Dataset entries:
____

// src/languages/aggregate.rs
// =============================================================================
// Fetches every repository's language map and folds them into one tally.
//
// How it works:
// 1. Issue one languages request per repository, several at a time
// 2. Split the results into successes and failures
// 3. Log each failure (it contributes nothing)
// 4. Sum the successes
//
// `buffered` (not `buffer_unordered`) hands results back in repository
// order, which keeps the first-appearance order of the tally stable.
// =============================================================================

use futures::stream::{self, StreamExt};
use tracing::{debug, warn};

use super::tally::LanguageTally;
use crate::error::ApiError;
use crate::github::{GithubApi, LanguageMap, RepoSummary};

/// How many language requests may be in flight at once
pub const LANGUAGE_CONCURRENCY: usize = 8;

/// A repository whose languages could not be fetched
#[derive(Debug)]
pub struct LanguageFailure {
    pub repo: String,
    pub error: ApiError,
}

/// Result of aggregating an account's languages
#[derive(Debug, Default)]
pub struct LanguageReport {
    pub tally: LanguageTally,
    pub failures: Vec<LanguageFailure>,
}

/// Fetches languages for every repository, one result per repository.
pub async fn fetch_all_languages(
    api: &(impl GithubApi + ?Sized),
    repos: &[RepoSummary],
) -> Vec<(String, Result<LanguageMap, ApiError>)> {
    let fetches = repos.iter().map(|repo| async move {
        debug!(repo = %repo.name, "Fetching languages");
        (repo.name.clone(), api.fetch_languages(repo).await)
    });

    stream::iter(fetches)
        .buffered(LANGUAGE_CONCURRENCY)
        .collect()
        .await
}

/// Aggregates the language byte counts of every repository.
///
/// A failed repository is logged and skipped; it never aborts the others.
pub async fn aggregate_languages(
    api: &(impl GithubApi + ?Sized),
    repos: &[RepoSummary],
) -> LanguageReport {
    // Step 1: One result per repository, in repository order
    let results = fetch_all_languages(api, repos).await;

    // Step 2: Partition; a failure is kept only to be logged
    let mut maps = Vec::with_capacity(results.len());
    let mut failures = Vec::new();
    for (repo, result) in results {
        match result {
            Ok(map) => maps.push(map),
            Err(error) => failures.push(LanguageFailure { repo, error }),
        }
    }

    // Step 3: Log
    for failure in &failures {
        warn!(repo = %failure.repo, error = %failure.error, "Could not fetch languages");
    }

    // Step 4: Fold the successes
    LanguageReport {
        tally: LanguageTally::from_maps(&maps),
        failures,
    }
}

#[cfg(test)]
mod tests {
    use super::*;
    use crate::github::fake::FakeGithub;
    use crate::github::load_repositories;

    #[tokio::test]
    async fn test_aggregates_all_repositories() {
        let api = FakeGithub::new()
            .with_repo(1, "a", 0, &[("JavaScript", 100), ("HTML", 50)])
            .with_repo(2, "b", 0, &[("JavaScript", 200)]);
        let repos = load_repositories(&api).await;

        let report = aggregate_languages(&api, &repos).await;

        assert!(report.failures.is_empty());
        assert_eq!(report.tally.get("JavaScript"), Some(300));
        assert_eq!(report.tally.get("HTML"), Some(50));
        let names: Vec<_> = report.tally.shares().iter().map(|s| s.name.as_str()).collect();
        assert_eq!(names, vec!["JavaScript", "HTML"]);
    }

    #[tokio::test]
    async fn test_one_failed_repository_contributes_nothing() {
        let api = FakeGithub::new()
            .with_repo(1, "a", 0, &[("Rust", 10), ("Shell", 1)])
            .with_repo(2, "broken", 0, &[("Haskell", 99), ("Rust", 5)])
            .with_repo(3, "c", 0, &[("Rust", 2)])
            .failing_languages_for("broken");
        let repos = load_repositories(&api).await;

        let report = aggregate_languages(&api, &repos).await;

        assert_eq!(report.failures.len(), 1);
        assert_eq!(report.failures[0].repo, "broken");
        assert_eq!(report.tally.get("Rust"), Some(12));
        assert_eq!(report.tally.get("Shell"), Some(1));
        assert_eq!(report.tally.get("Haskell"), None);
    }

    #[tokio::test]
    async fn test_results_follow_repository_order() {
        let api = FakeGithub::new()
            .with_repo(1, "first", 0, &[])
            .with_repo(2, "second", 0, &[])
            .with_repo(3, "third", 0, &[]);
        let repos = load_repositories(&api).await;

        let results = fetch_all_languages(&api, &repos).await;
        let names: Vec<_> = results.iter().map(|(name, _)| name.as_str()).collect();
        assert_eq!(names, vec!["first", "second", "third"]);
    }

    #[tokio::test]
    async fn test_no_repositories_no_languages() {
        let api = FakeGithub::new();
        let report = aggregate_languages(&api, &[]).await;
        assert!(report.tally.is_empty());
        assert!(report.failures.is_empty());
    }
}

____

(What you have to do) Go through the data above and copy each line in which "struct" appears.

(Answer space)
pub struct LanguageFailure {
pub struct LanguageReport {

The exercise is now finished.